(ASSIGNMENT): Copy out the records that appear below, exactly as each one reads.

(MATERIAL FOR THIS EXERCISE):
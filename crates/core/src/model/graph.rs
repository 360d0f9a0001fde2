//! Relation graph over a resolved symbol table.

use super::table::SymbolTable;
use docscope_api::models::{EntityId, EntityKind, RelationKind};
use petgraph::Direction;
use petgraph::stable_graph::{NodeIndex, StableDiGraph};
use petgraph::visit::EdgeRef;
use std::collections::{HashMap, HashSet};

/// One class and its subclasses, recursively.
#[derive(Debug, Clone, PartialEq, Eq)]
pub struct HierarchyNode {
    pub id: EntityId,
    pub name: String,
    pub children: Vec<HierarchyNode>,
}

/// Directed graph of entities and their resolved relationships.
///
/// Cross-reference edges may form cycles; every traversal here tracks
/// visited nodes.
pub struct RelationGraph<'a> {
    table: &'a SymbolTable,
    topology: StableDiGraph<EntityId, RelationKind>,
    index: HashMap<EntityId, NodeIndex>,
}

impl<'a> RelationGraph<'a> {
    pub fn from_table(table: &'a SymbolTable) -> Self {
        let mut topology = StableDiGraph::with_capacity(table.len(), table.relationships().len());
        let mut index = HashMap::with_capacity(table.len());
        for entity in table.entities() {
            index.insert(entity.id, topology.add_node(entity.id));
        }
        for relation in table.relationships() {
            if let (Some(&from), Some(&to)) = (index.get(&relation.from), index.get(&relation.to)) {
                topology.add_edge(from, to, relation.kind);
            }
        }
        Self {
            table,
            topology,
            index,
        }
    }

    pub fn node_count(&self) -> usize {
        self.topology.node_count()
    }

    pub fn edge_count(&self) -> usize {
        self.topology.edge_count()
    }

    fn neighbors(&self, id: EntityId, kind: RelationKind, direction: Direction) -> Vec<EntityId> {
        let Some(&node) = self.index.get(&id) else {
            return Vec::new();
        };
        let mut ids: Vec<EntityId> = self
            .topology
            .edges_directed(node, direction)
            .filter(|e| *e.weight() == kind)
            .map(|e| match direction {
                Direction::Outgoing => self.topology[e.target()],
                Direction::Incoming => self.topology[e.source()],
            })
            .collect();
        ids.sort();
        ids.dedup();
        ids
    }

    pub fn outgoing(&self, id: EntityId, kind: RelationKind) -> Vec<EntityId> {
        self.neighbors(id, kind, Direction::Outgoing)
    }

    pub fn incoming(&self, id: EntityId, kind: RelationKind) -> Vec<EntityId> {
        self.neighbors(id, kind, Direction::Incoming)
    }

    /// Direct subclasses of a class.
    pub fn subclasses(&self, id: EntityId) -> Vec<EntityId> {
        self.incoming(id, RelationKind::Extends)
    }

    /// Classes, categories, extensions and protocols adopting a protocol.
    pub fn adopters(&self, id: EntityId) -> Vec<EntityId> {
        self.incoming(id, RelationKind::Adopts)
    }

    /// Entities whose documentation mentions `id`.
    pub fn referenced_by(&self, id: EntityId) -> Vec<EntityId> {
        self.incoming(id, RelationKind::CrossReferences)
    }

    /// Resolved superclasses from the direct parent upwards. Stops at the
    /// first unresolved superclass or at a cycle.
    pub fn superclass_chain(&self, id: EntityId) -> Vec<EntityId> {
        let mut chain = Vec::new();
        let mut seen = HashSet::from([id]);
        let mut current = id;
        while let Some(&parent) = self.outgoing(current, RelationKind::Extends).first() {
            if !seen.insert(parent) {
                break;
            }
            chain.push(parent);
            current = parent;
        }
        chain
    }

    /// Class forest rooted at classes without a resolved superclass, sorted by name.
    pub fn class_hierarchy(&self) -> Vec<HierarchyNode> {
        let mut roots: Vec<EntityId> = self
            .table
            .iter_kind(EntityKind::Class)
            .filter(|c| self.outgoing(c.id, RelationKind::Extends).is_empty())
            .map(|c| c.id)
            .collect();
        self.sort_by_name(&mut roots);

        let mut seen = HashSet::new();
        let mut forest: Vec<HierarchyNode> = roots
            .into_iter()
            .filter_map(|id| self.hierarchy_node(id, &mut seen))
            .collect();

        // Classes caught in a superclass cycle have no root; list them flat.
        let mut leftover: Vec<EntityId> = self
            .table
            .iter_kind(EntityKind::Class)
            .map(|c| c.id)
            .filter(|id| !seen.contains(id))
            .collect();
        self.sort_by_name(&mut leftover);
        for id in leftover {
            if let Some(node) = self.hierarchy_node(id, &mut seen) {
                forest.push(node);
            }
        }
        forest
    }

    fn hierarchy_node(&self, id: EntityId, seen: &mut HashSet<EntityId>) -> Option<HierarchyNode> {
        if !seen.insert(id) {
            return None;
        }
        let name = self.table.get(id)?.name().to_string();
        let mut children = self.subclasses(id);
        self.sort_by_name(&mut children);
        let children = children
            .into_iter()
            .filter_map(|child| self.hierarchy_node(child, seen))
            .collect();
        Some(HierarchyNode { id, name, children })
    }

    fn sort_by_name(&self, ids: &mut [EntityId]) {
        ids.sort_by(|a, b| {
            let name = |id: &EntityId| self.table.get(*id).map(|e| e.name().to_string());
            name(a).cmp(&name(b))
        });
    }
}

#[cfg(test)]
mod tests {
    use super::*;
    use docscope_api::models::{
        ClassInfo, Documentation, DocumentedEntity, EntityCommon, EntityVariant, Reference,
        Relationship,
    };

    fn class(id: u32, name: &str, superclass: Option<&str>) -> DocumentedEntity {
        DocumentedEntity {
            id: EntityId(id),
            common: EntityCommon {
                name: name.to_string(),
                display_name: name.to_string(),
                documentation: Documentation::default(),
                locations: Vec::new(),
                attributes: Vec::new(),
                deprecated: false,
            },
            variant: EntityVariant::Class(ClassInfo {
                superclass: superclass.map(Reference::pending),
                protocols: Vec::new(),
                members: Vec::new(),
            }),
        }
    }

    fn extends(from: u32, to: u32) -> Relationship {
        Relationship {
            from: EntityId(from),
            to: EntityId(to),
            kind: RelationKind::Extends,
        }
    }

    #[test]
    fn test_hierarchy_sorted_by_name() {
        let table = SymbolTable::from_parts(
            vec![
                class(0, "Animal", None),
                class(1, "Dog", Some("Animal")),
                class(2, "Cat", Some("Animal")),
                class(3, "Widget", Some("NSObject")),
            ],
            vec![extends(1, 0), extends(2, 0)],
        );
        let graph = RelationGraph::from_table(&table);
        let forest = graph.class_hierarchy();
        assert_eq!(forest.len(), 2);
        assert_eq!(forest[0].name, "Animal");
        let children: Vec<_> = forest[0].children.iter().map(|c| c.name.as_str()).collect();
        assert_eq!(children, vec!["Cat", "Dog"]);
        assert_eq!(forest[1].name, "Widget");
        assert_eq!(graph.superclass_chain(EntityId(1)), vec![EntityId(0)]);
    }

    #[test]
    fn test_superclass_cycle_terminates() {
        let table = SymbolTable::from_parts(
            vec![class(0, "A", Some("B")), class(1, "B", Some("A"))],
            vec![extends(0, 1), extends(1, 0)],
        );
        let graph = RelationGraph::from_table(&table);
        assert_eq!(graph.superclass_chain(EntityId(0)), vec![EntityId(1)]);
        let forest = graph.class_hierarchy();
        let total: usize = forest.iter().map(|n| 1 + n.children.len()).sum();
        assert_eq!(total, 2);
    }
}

(EXERCISE OUTPUT):
filename crates/core/src/model/graph.rs
repository 360d0f9a0001fde2
//! Relation graph over a resolved symbol table.

use super::table::SymbolTable;
use docscope_api::models::{EntityId, EntityKind, RelationKind};
use petgraph::Direction;
use petgraph::stable_graph::{NodeIndex, StableDiGraph};
use petgraph::visit::EdgeRef;
use std::collections::{HashMap, HashSet};

/// One class and its subclasses, recursively.
#[derive(Debug, Clone, PartialEq, Eq)]
pub struct HierarchyNode {
    pub id: EntityId,
    pub name: String,
    pub children: Vec<HierarchyNode>,
}

/// Directed graph of entities and their resolved relationships.
///
/// Cross-reference edges may form cycles; every traversal here tracks
/// visited nodes.
pub struct RelationGraph<'a> {
    table: &'a SymbolTable,
    topology: StableDiGraph<EntityId, RelationKind>,
    index: HashMap<EntityId, NodeIndex>,
}

impl<'a> RelationGraph<'a> {
    pub fn from_table(table: &'a SymbolTable) -> Self {
        let mut topology = StableDiGraph::with_capacity(table.len(), table.relationships().len());
        let mut index = HashMap::with_capacity(table.len());
        for entity in table.entities() {
            index.insert(entity.id, topology.add_node(entity.id));
        }
        for relation in table.relationships() {
            if let (Some(&from), Some(&to)) = (index.get(&relation.from), index.get(&relation.to)) {
                topology.add_edge(from, to, relation.kind);
            }
        }
        Self {
            table,
            topology,
            index,
        }
    }

    pub fn node_count(&self) -> usize {
        self.topology.node_count()
    }

    pub fn edge_count(&self) -> usize {
        self.topology.edge_count()
    }

    fn neighbors(&self, id: EntityId, kind: RelationKind, direction: Direction) -> Vec<EntityId> {
        let Some(&node) = self.index.get(&id) else {
            return Vec::new();
        };
        let mut ids: Vec<EntityId> = self
            .topology
            .edges_directed(node, direction)
            .filter(|e| *e.weight() == kind)
            .map(|e| match direction {
                Direction::Outgoing => self.topology[e.target()],
                Direction::Incoming => self.topology[e.source()],
            })
            .collect();
        ids.sort();
        ids.dedup();
        ids
    }

    pub fn outgoing(&self, id: EntityId, kind: RelationKind) -> Vec<EntityId> {
        self.neighbors(id, kind, Direction::Outgoing)
    }

    pub fn incoming(&self, id: EntityId, kind: RelationKind) -> Vec<EntityId> {
        self.neighbors(id, kind, Direction::Incoming)
    }

    /// Direct subclasses of a class.
    pub fn subclasses(&self, id: EntityId) -> Vec<EntityId> {
        self.incoming(id, RelationKind::Extends)
    }

    /// Classes, categories, extensions and protocols adopting a protocol.
    pub fn adopters(&self, id: EntityId) -> Vec<EntityId> {
        self.incoming(id, RelationKind::Adopts)
    }

    /// Entities whose documentation mentions `id`.
    pub fn referenced_by(&self, id: EntityId) -> Vec<EntityId> {
        self.incoming(id, RelationKind::CrossReferences)
    }

    /// Resolved superclasses from the direct parent upwards. Stops at the
    /// first unresolved superclass or at a cycle.
    pub fn superclass_chain(&self, id: EntityId) -> Vec<EntityId> {
        let mut chain = Vec::new();
        let mut seen = HashSet::from([id]);
        let mut current = id;
        while let Some(&parent) = self.outgoing(current, RelationKind::Extends).first() {
            if !seen.insert(parent) {
                break;
            }
            chain.push(parent);
            current = parent;
        }
        chain
    }

    /// Class forest rooted at classes without a resolved superclass, sorted by name.
    pub fn class_hierarchy(&self) -> Vec<HierarchyNode> {
        let mut roots: Vec<EntityId> = self
            .table
            .iter_kind(EntityKind::Class)
            .filter(|c| self.outgoing(c.id, RelationKind::Extends).is_empty())
            .map(|c| c.id)
            .collect();
        self.sort_by_name(&mut roots);

        let mut seen = HashSet::new();
        let mut forest: Vec<HierarchyNode> = roots
            .into_iter()
            .filter_map(|id| self.hierarchy_node(id, &mut seen))
            .collect();

        // Classes caught in a superclass cycle have no root; list them flat.
        let mut leftover: Vec<EntityId> = self
            .table
            .iter_kind(EntityKind::Class)
            .map(|c| c.id)
            .filter(|id| !seen.contains(id))
            .collect();
        self.sort_by_name(&mut leftover);
        for id in leftover {
            if let Some(node) = self.hierarchy_node(id, &mut seen) {
                forest.push(node);
            }
        }
        forest
    }

    fn hierarchy_node(&self, id: EntityId, seen: &mut HashSet<EntityId>) -> Option<HierarchyNode> {
        if !seen.insert(id) {
            return None;
        }
        let name = self.table.get(id)?.name().to_string();
        let mut children = self.subclasses(id);
        self.sort_by_name(&mut children);
        let children = children
            .into_iter()
            .filter_map(|child| self.hierarchy_node(child, seen))
            .collect();
        Some(HierarchyNode { id, name, children })
    }

    fn sort_by_name(&self, ids: &mut [EntityId]) {
        ids.sort_by(|a, b| {
            let name = |id: &EntityId| self.table.get(*id).map(|e| e.name().to_string());
            name(a).cmp(&name(b))
        });
    }
}

#[cfg(test)]
mod tests {
    use super::*;
    use docscope_api::models::{
        ClassInfo, Documentation, DocumentedEntity, EntityCommon, EntityVariant, Reference,
        Relationship,
    };

    fn class(id: u32, name: &str, superclass: Option<&str>) -> DocumentedEntity {
        DocumentedEntity {
            id: EntityId(id),
            common: EntityCommon {
                name: name.to_string(),
                display_name: name.to_string(),
                documentation: Documentation::default(),
                locations: Vec::new(),
                attributes: Vec::new(),
                deprecated: false,
            },
            variant: EntityVariant::Class(ClassInfo {
                superclass: superclass.map(Reference::pending),
                protocols: Vec::new(),
                members: Vec::new(),
            }),
        }
    }

    fn extends(from: u32, to: u32) -> Relationship {
        Relationship {
            from: EntityId(from),
            to: EntityId(to),
            kind: RelationKind::Extends,
        }
    }

    #[test]
    fn test_hierarchy_sorted_by_name() {
        let table = SymbolTable::from_parts(
            vec![
                class(0, "Animal", None),
                class(1, "Dog", Some("Animal")),
                class(2, "Cat", Some("Animal")),
                class(3, "Widget", Some("NSObject")),
            ],
            vec![extends(1, 0), extends(2, 0)],
        );
        let graph = RelationGraph::from_table(&table);
        let forest = graph.class_hierarchy();
        assert_eq!(forest.len(), 2);
        assert_eq!(forest[0].name, "Animal");
        let children: Vec<_> = forest[0].children.iter().map(|c| c.name.as_str()).collect();
        assert_eq!(children, vec!["Cat", "Dog"]);
        assert_eq!(forest[1].name, "Widget");
        assert_eq!(graph.superclass_chain(EntityId(1)), vec![EntityId(0)]);
    }

    #[test]
    fn test_superclass_cycle_terminates() {
        let table = SymbolTable::from_parts(
            vec![class(0, "A", Some("B")), class(1, "B", Some("A"))],
            vec![extends(0, 1), extends(1, 0)],
        );
        let graph = RelationGraph::from_table(&table);
        assert_eq!(graph.superclass_chain(EntityId(0)), vec![EntityId(1)]);
        let forest = graph.class_hierarchy();
        let total: usize = forest.iter().map(|n| 1 + n.children.len()).sum();
        assert_eq!(total, 2);
    }
}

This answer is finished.